For all that pioneers like Triffon have helped to smash the wine world’s glass ceiling, she attributes the increased presence of women in the trade to “a natural progression.” And in many respects, it’s true that the industry’s shrinking gender gap reflects some of the broader generational changes that are redefining the culture as a whole. Not only have age and gender expectations evolved, but gone are the fine-dining days of the wine world’s old guard, when exclusive Burgundy and Bordeaux were the only bottles fit to drink.

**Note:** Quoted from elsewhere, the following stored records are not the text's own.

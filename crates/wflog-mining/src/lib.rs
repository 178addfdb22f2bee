//! Process discovery over normalized event streams.
//!
//! - [`dfg`]: traces and directly-follows counts
//! - [`miner`]: inductive and heuristic discovery into a [`WorkflowGraph`]
//! - [`render`]: Graphviz output in frequency and plain styles
//! - [`handover`]: handover-of-work network between users

pub mod dfg;
pub mod graph;
pub mod handover;
pub mod miner;
pub mod render;

use thiserror::Error;

pub use dfg::{DirectlyFollowsGraph, traces};
pub use graph::{Arc, Node, WorkflowGraph};
pub use handover::{HandoverNetwork, handover_of_work};
pub use miner::{
    DEFAULT_DEPENDENCY_THRESHOLD, DEFAULT_NOISE_THRESHOLD, HeuristicMiner, InductiveMiner, Miner,
    MinerKind, MinerSettings,
};
pub use render::{RenderStyle, escape_label, render};

/// Errors raised by discovery.
#[derive(Debug, Error, Clone, PartialEq)]
pub enum MiningError {
    #[error("no cases to mine")]
    EmptyLog,

    #[error("{name} must be within range, got {value}")]
    InvalidThreshold { name: &'static str, value: f64 },

    #[error("unknown miner: {0}")]
    UnknownMiner(String),
}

Given the general public’s recent infatuation with the profession, it’s safe to say we’ve officially transitioned from the age of the stuffy sommelier to that of the casually hip “somm.” An exchange that once involved a highly formalized set of rituals (pour for the man to taste first, never leave the bottle on the table) now takes place amid the blare of rock music in wine-centric restaurants like Manhattan’s Pearl & Ash or Racines NY, where rather than wax poetic about Latour or Lafite, your somm will likely evangelize about the sherry renaissance or recommend some offbeat natural wine from the Loire.
“There’s been an enormous shift in the way wine service is conducted and who is representing it in restaurants,” explains industry veteran Christie Dufault, who teaches about wine as an associate professor at the Culinary Institute of America at Greystone, in California. “Beverage programs are also no longer about the same classic bottles. People are introducing such fresh, exciting wines, and it takes a new style of sommelier to represent those kinds of lists.”
To today’s increasingly wine-curious clientele, the sommelier’s gender is generally no more relevant than her shoe size. Some, like Carla Rzeszewski—formerly of April Bloomfield and Ken Friedman’s group of restaurants, now an entrepreneur with a winemaking project in Australia’s Barossa Valley—are entirely nonplussed by the question of women in wine: “Whenever people raise this issue, I wonder, Why are we making such a big deal of the fact that women are doing these jobs?” she says. “Why should it be so impressive?”
It would be wishful thinking, of course, to assume we’ve completely outgrown the traditional archetype of the sommelier. “You still deal with the occasional overly flirtatious customer, or a group of men who don’t take you seriously at first,” says Michelle Biscieglia, beverage director at Manhattan’s Michelin-starred Blue Hill. “But just by being a tough, confident, professional woman who knows how to talk about wine, you fight against those stereotypes every day without even knowing it.”